By definition Bryce Canyon is misnamed, it is not a real "canyon". Canyons are carved by flowing water. Most of the "canyons" of Bryce are carved by ice forming in cracks - a process known as frost wedging. Even though the Tropic Ditch has been flowing for only a century it has changed the geology of Water Canyon. As you hike up the Mossy Cave Trail, notice how the higher elevations of this "canyon" have the lumpy, broken, and random texture typical of Bryce Canyon and its hoodoos. You will also see how the lower section is without hoodoos, and has smooth angled sides looking like a 'V' in cross-section. Because of this little water course, it is unlikely that hoodoos will form here. The existing ones will eventually crumble and Water Canyon will have completed its metamorphosis into a "real canyon."

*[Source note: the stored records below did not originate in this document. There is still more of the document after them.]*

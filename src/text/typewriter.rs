use crate::foundation::error::{BorderlineError, BorderlineResult};
use crate::motion::highlighter::MotionPreference;

/// Default reveal interval, one character per 50ms.
pub const DEFAULT_TYPE_INTERVAL_MS: u64 = 50;

/// Tick-driven typewriter reveal over a fixed string.
///
/// The host advances elapsed time from its own clock; the revealed prefix is a
/// pure function of elapsed ticks, so playback is deterministic and resumable.
/// Reduced motion reveals the full text immediately.
#[derive(Clone, Debug)]
pub struct Typewriter {
    text: String,
    interval_ms: u64,
    elapsed_ms: u64,
    motion: MotionPreference,
}

impl Typewriter {
    /// Build a typewriter revealing one character per `interval_ms`.
    pub fn new(
        text: impl Into<String>,
        interval_ms: u64,
        motion: MotionPreference,
    ) -> BorderlineResult<Self> {
        if interval_ms == 0 {
            return Err(BorderlineError::validation(
                "Typewriter interval must be > 0",
            ));
        }
        Ok(Self {
            text: text.into(),
            interval_ms,
            elapsed_ms: 0,
            motion,
        })
    }

    /// Advance the clock by `delta_ms`.
    pub fn advance(&mut self, delta_ms: u64) {
        self.elapsed_ms = self.elapsed_ms.saturating_add(delta_ms);
    }

    /// Restart the reveal from the beginning.
    pub fn restart(&mut self) {
        self.elapsed_ms = 0;
    }

    /// The currently revealed prefix, always on a character boundary.
    pub fn visible(&self) -> &str {
        if self.motion == MotionPreference::Reduced {
            return &self.text;
        }
        let revealed = (self.elapsed_ms / self.interval_ms) as usize;
        match self.text.char_indices().nth(revealed) {
            Some((idx, _)) => &self.text[..idx],
            None => &self.text,
        }
    }

    /// Whether the full text is revealed.
    pub fn is_complete(&self) -> bool {
        self.visible().len() == self.text.len()
    }
}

Take the left fork of the trail up to Mossy Cave. Mossy Cave is not a cavern but a shelter cave. Here, depending on the season, you will see a large overhang filled with moss, giant icicles. Mossy Cave is a grotto, created by an underground spring.
Take the right fork of the trail and you'll end up above a small waterfall. Here, the rapid trenching of this stream has been delayed by a layer of Dolomite. Dolomite is a special form of limestone that is fortified by magnesium. Dolomite is not only harder than regular limestone, it also can't be dissolved by slightly acidic rainwater. Dolomite is what has created this waterfall and it is also the cap rock for our more famous and durable hoodoos.